When credentials are provided in multiple forms, they are selected in the following order:

  • "auth": {"basic": {...}} object

  • URL userinfo

  • "Authorization: Basic ..." header.

First, the auth object is checked, and if credentials are defined there, they are used. If they are not, then URL userinfo is checked. If credentials are found there, then those credentials are used, otherwise basic auth header is used.

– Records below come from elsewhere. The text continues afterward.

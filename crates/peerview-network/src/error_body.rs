//! 실패 응답 본문 → 메시지 추출.
//!
//! 서버는 `{"detail": "..."}` 또는 검증 실패 시
//! `{"detail": [{"loc": ["body", "email"], "msg": "field required"}, ...]}`
//! 형태로 에러를 반환한다.

use peerview_core::config::ErrorDetailPolicy;
use serde_json::Value;

/// 본문을 해석할 수 없을 때 사용하는 메시지
pub const GENERIC_ERROR_MESSAGE: &str = "An error occurred";

/// 실패 응답 본문에서 표시용 메시지 추출
///
/// JSON이 아니거나 `detail`이 인식되지 않는 형태면 [`GENERIC_ERROR_MESSAGE`].
pub fn extract_error_message(body: &str, policy: ErrorDetailPolicy) -> String {
    let Ok(value) = serde_json::from_str::<Value>(body) else {
        return GENERIC_ERROR_MESSAGE.to_string();
    };

    match (value.get("detail"), policy) {
        (Some(Value::String(detail)), _) => detail.clone(),
        (Some(Value::Array(entries)), ErrorDetailPolicy::Validation) => {
            let joined = entries
                .iter()
                .map(format_validation_entry)
                .collect::<Vec<_>>()
                .join(", ");
            if joined.is_empty() {
                GENERIC_ERROR_MESSAGE.to_string()
            } else {
                joined
            }
        }
        _ => GENERIC_ERROR_MESSAGE.to_string(),
    }
}

/// 검증 에러 한 건: `loc`을 `.`으로 이어 붙인 경로 + `: ` + `msg`
///
/// `loc`이 없으면 메시지만 반환한다.
fn format_validation_entry(entry: &Value) -> String {
    let msg = entry
        .get("msg")
        .map(value_to_text)
        .unwrap_or_default();

    match entry.get("loc").and_then(Value::as_array) {
        Some(loc) => {
            let path = loc.iter().map(value_to_text).collect::<Vec<_>>().join(".");
            format!("{path}: {msg}")
        }
        None => msg,
    }
}

fn value_to_text(value: &Value) -> String {
    match value {
        Value::String(s) => s.clone(),
        Value::Null => String::new(),
        other => other.to_string(),
    }
}

#[cfg(test)]
mod tests {
    use super::*;

    #[test]
    fn string_detail_is_returned_verbatim() {
        let msg = extract_error_message(r#"{"detail": "bad input"}"#, ErrorDetailPolicy::Validation);
        assert_eq!(msg, "bad input");
    }

    #[test]
    fn single_validation_entry() {
        let body = r#"{"detail": [{"loc": ["field"], "msg": "required"}]}"#;
        assert_eq!(
            extract_error_message(body, ErrorDetailPolicy::Validation),
            "field: required"
        );
    }

    #[test]
    fn multiple_entries_join_with_comma() {
        let body = r#"{"detail": [
            {"loc": ["body", "email"], "msg": "field required", "type": "value_error.missing"},
            {"loc": ["body", "reviewers", 0, "name"], "msg": "too short"}
        ]}"#;
        assert_eq!(
            extract_error_message(body, ErrorDetailPolicy::Validation),
            "body.email: field required, body.reviewers.0.name: too short"
        );
    }

    #[test]
    fn entry_without_loc_uses_message_only() {
        let body = r#"{"detail": [{"msg": "cycle is closed"}]}"#;
        assert_eq!(
            extract_error_message(body, ErrorDetailPolicy::Validation),
            "cycle is closed"
        );
    }

    #[test]
    fn basic_policy_ignores_validation_list() {
        let body = r#"{"detail": [{"loc": ["field"], "msg": "required"}]}"#;
        assert_eq!(
            extract_error_message(body, ErrorDetailPolicy::Basic),
            GENERIC_ERROR_MESSAGE
        );
        assert_eq!(
            extract_error_message(r#"{"detail": "nope"}"#, ErrorDetailPolicy::Basic),
            "nope"
        );
    }

    #[test]
    fn non_json_body_degrades_to_generic() {
        assert_eq!(
            extract_error_message("Internal Server Error", ErrorDetailPolicy::Validation),
            GENERIC_ERROR_MESSAGE
        );
        assert_eq!(extract_error_message("", ErrorDetailPolicy::Validation), GENERIC_ERROR_MESSAGE);
    }

    #[test]
    fn unexpected_shapes_degrade_to_generic() {
        for body in [r#"{"error": "x"}"#, r#"{"detail": 42}"#, "[1,2]", "null", r#"{"detail": []}"#] {
            assert_eq!(
                extract_error_message(body, ErrorDetailPolicy::Validation),
                GENERIC_ERROR_MESSAGE,
                "body: {body}"
            );
        }
    }
}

2.2.15. Replicate Winning Revisions Only

Use the winning_revs_only: true option to replicate “winning” document revisions only. These are the revisions that would be returned by the GET db/doc API endpoint by default, or appear in the _changes feed with the default parameters.

POST http://couchdb:5984/_replicate HTTP/1.1
Accept: application/json
Content-Type: application/json

{
    "winning_revs_only" : true
    "source" : "http://source:5984/recipes",
    "target" : "http://target:5984/recipes",
}

Replication with this mode discards conflicting revisions, so it could be one way to remove conflicts through replication.

Replication IDs and checkpoint IDs, generated by winning_revs_only: true replications will be different than those generated by default, so it is possible to first replicate the winning revisions, then later, to “backfill” the rest of the revisions with a regular replication job.

winning_revs_only: true option can be combined with filters or other options like continuous: true or create_target: true.